Op-Ed: Don’t ban chatbots in classrooms — use them to change how we teach
Will chatbots that can generate sophisticated prose destroy education as we know it? We hope so.
New York City’s Department of Education recently banned the use of ChatGPT, a bot created by OpenAI with a technology called the Generative Pretrained Transformer.
“While the tool may be able to provide quick and easy answers to questions,” says the official statement, “it does not build critical-thinking and problem-solving skills, which are essential for academic and lifelong success.”
We disagree; it can and should.
Banning such use of artificial intelligence from the classroom is an understandable but nearsighted response. Instead, we must find a way forward in which such technologies complement, rather than substitute for, student thinking. One day soon, GPT and similar AI models could be to essay writing what calculators are to calculus.
We know that GPT is the ultimate cheating tool: It can write fluent essays for any prompt, write computer code from English descriptions, prove math theorems and correctly answer many questions on law and medical exams.
Banning ChatGPT is like prohibiting students from using Wikipedia or spell-checkers. Even if it were the “right” thing to do in principle, it is impossible in practice. Students will find ways around the ban, which of course will necessitate a further defensive response from teachers and administrators, and so on. It’s hard to believe that an escalating arms race between digitally fluent teenagers and their educators will end in a decisive victory for the latter.
AI is not coming. AI is here. And it cannot be banned.
So, what should we do?
Educators have always wanted their students to know and to think. ChatGPT beautifully demonstrates how knowing and thinking are not the same thing. Knowing is committing facts to memory; thinking is applying reason to those facts. The chatbot knows everything on the internet but doesn’t really think anything. That is, it cannot do what the education philosopher John Dewey, more than a century ago, called reflective thinking: “active, persistent and careful consideration of any belief or supposed form of knowledge in the light of the grounds that support it.”
Technology has for quite a while been making rote knowledge less important. Why memorize what the 14th element in the periodic table is, or the 10 longest rivers in the world, or Einstein’s birthday, when you can just Google it? At the same time, the economic incentives for thinking, as opposed to knowing, have increased. It is no surprise that the average student thinks better but knows less than counterparts from a century ago.

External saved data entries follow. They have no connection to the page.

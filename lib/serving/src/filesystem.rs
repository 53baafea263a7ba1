// SPDX-FileCopyrightText: Copyright (c) 2024-2025 The serval Authors. All rights reserved.
// SPDX-License-Identifier: Apache-2.0

//! Filesystem adapter.
//!
//! The model repository may live on a local disk or behind an object-store
//! URI; the core assumes only three operations. Additional schemes plug in
//! through [filesystem_for].

use std::path::{Path, PathBuf};
use std::sync::Arc;

use async_trait::async_trait;
use bytes::Bytes;

#[derive(Debug, Clone, thiserror::Error)]
pub enum FsError {
    #[error("path not found: {0}")]
    NotFound(String),

    #[error("io error on {path}: {reason}")]
    Io { path: String, reason: String },

    #[error("unsupported path scheme: {0}")]
    UnsupportedScheme(String),
}

impl FsError {
    fn io(path: &Path, err: std::io::Error) -> FsError {
        if err.kind() == std::io::ErrorKind::NotFound {
            FsError::NotFound(path.display().to_string())
        } else {
            FsError::Io {
                path: path.display().to_string(),
                reason: err.to_string(),
            }
        }
    }
}

#[derive(Debug, Clone, Copy, PartialEq, Eq)]
pub struct FileInfo {
    pub is_directory: bool,
    pub size_bytes: u64,
}

#[async_trait]
pub trait FileSystem: std::fmt::Debug + Send + Sync + 'static {
    /// Names of the entries directly under `path`.
    async fn list(&self, path: &Path) -> Result<Vec<String>, FsError>;

    async fn stat(&self, path: &Path) -> Result<FileInfo, FsError>;

    async fn read(&self, path: &Path) -> Result<Bytes, FsError>;
}

/// Adapter over the local disk.
#[derive(Debug)]
pub struct LocalFileSystem;

#[async_trait]
impl FileSystem for LocalFileSystem {
    async fn list(&self, path: &Path) -> Result<Vec<String>, FsError> {
        let entries = std::fs::read_dir(path).map_err(|e| FsError::io(path, e))?;
        let mut names = Vec::new();
        for entry in entries {
            let entry = entry.map_err(|e| FsError::io(path, e))?;
            names.push(entry.file_name().to_string_lossy().into_owned());
        }
        names.sort();
        Ok(names)
    }

    async fn stat(&self, path: &Path) -> Result<FileInfo, FsError> {
        let meta = std::fs::metadata(path).map_err(|e| FsError::io(path, e))?;
        Ok(FileInfo {
            is_directory: meta.is_dir(),
            size_bytes: meta.len(),
        })
    }

    async fn read(&self, path: &Path) -> Result<Bytes, FsError> {
        let data = std::fs::read(path).map_err(|e| FsError::io(path, e))?;
        Ok(Bytes::from(data))
    }
}

/// Resolve a repository path to the adapter that serves it. Plain paths and
/// `file://` URIs map to [LocalFileSystem]; object-store schemes are the
/// plug-in point for deployments that mount cloud repositories.
pub fn filesystem_for(base_path: &str) -> Result<(Arc<dyn FileSystem>, PathBuf), FsError> {
    match base_path.split_once("://") {
        None => Ok((Arc::new(LocalFileSystem), PathBuf::from(base_path))),
        Some(("file", rest)) => Ok((Arc::new(LocalFileSystem), PathBuf::from(rest))),
        Some((scheme, _)) => Err(FsError::UnsupportedScheme(scheme.to_string())),
    }
}

#[cfg(test)]
mod tests {
    use super::*;

    #[tokio::test]
    async fn list_and_stat_local_directory() {
        let dir = tempfile::tempdir().unwrap();
        std::fs::create_dir(dir.path().join("1")).unwrap();
        std::fs::write(dir.path().join("weights.bin"), b"xx").unwrap();

        let fs = LocalFileSystem;
        let names = fs.list(dir.path()).await.unwrap();
        assert_eq!(names, vec!["1".to_string(), "weights.bin".to_string()]);

        let info = fs.stat(&dir.path().join("1")).await.unwrap();
        assert!(info.is_directory);
        let info = fs.stat(&dir.path().join("weights.bin")).await.unwrap();
        assert_eq!(info.size_bytes, 2);
    }

    #[tokio::test]
    async fn missing_path_is_not_found() {
        let fs = LocalFileSystem;
        let err = fs.stat(Path::new("/definitely/not/here")).await.unwrap_err();
        assert!(matches!(err, FsError::NotFound(_)));
    }

    #[test]
    fn scheme_dispatch() {
        assert!(filesystem_for("/models/a").is_ok());
        assert!(filesystem_for("file:///models/a").is_ok());
        let err = filesystem_for("s3://bucket/models").unwrap_err();
        assert!(matches!(err, FsError::UnsupportedScheme(s) if s == "s3"));
    }
}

Chatbots may well accelerate the trend toward valuing critical thinking. In a world where computers can fluently (if often incorrectly) answer any question, students (and the rest of us) need to get much better at deciding what questions to ask and how to fact-check the answers the program generates.
How, specifically, do we encourage young people to use their minds when authentic thinking is so hard to tell apart from its simulacrum? Teachers, of course, will still want to proctor old-fashioned, in-person, no-chatbot-allowed exams.
But we must also figure out how to do something new: How to use tools like GPT to catalyze, not cannibalize, deeper thinking. Just like a Google search, GPT often generates text that is fluent and plausible — but wrong. So using it requires the same cognitive heavy lifting that writing does: deciding what questions to ask, formulating a thesis, asking more questions, generating an outline, picking which points to elaborate and which to drop, looking for facts to support the arguments, finding appropriate references to back them up and polishing the text.
GPT and similar AI technology can help with those tasks, but they can’t (at least in the near future) put them all together. Writing a good essay still requires lots of human thought and work. Indeed, writing is thinking, and authentically good writing is authentically good thinking.
One approach is to focus on the process as much as the end result. For instance, teachers might require — and assess — four drafts of an essay, as the writer John McPhee has suggested. After all, as McPhee said, “the essence of the process is revision.” Each draft gets feedback (from the teacher, from peers, or even from a chatbot), then the students produce the next draft, and so on.
Will AI one day surpass human beings not just in knowing but in thinking? Maybe, but such a future has yet to arrive. For now, students and the rest of us must think for ourselves.
GPT is not the first, nor the last, technological advance that would seem to threaten the flowering of reason, logic, creativity and wisdom. In “Phaedrus,” Plato wrote that Socrates lamented the invention of writing: “It will implant forgetfulness in their souls; they will cease to exercise memory because they rely on that which is written, calling things to remembrance no longer from within themselves, but by means of external marks.” Writing, Socrates thought, would enable the semblance of wisdom in a way that the spoken word would not.
Like any tool, GPT is an enemy of thinking only if we fail to find ways to make it our ally.
Angela Duckworth is a psychology professor at the University of Pennsylvania who studies character development in adolescence. Lyle Ungar is a computer science professor at the University of Pennsylvania who focuses on artificial intelligence.